Buchtipp «Ein gutes Herz» Hat das Gute seinen Sitz im Herzen?

In seinem neuen Roman «Ein gutes Herz» spannt der Niederländer Leon de Winter gaanz grosse Bögen: zwischen Amsterdam, der Wüste Arizonas über die Karibik bis in den Himmel. Grossartig!
Leon de Winter: «Ein gutes Herz», Diogenes
© Diogenes

Sie waren sowas wie Lieblings-Feinde: der jüdische Regisseur und Schriftsteller Leon de Winter (*1954) und der Filmemacher und Polemiker Theo van Gogh (1957-2004).  Letzterer warf Ersterem «die Vermarktung seines Judentums» vor und teilt oft und öffentlich mit dem Doppelhänder Richtung de Winter aus. Van Gogh wurde von einem islamischen Fundamentalisten auf offener Strasse ermordet. De Winter macht nun seinen Erzrivalen zu einem der Protagonisten seines neuen, brillanten Romans «Ein gutes Herz» (Diogenes Verlag). Theo van Gogh ist tot und befindet sich quasi im Wartezimmer zum Himmel. Wortgewaltig wie zu Lebzeiten motzt er über die Behandlung da oben, über die Islamisten auf Erden und den unsäglichen Herrn de Winter. In einer raffinierten Vermischung von Fakten und Fiktion lässt de Winter im Roman einen Reigen schillernder Figuren auftreten: den koran-treuen, inhaftierten Mörder van Ghoghs, einen katholischen Priester, der mit dem Zölibat hadert, einen Unterwelt-Geschäftsmann im Ruhestand, fussballspielende Teenage-Terroristen, ein transplantiertes Herz, eine schöne Alleinerziehende, ein Engel in Lichtform, seine Frau Jessica Durlacher, die ihn verlassen hat, weil er zu dick und zu saturiert geworden ist.
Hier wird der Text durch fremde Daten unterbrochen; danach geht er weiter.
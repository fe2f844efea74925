pub mod error;
pub mod routes;
pub mod state;

use axum::routing::{get, post};
use axum::Router;
use phasetrack_core::config::Config;
use std::path::PathBuf;
use tower_http::cors::{Any, CorsLayer};
use tower_http::trace::TraceLayer;

/// Build the axum Router with all API routes and middleware.
/// Used by `serve()` and available for integration testing.
pub fn build_router(root: PathBuf, config: &Config) -> Router {
    let app_state = state::AppState::new(root, config);

    let cors = CorsLayer::new()
        .allow_origin(Any)
        .allow_methods(Any)
        .allow_headers(Any);

    Router::new()
        .route("/api/health", get(routes::health))
        // Tasks
        .route(
            "/api/tasks",
            get(routes::tasks::list_tasks).post(routes::tasks::create_task),
        )
        .route(
            "/api/tasks/{id}",
            get(routes::tasks::get_task).patch(routes::tasks::update_task),
        )
        .route("/api/tasks/{id}/start", post(routes::tasks::start_task))
        .route(
            "/api/tasks/{id}/complete",
            post(routes::tasks::complete_task),
        )
        .route("/api/tasks/{id}/block", post(routes::tasks::block_task))
        .route(
            "/api/tasks/{id}/context",
            get(routes::tasks::preview_context),
        )
        // Phases
        .route(
            "/api/phases",
            get(routes::phases::list_phases).post(routes::phases::create_phase),
        )
        .route("/api/progress", get(routes::phases::get_progress))
        .layer(TraceLayer::new_for_http())
        .layer(cors)
        .with_state(app_state)
}

/// Start the API server on a pre-bound listener.
///
/// The caller can read the actual port before starting, which matters when
/// `port = 0` and the OS picks a free one.
pub async fn serve_on(
    root: PathBuf,
    config: Config,
    listener: tokio::net::TcpListener,
    open_browser: bool,
) -> anyhow::Result<()> {
    let actual_port = listener.local_addr()?.port();
    let app = build_router(root, &config);

    tracing::info!("phasetrack API listening on http://localhost:{actual_port}");

    if open_browser {
        let url = format!("http://localhost:{actual_port}/api/progress");
        if let Err(e) = open::that(&url) {
            tracing::warn!("could not open browser: {e}");
        }
    }

    axum::serve(listener, app).await?;
    Ok(())
}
Wie im richtigen Leben leider nie laufen im klug konstruierten Roman die Fäden der diversen Erzählungen aufs Schönste zusammen. Und nach der Lektüre wissen wir selber etwas genauer, wie die Niederlande die Sache mit der Immigration angehen, nämlich viel liberaler als wir. Offen bleibt die Frage: Funktioniert das wirklich besser? Die Antwort findet man zwischen den Zeilen bei Leon de Winter.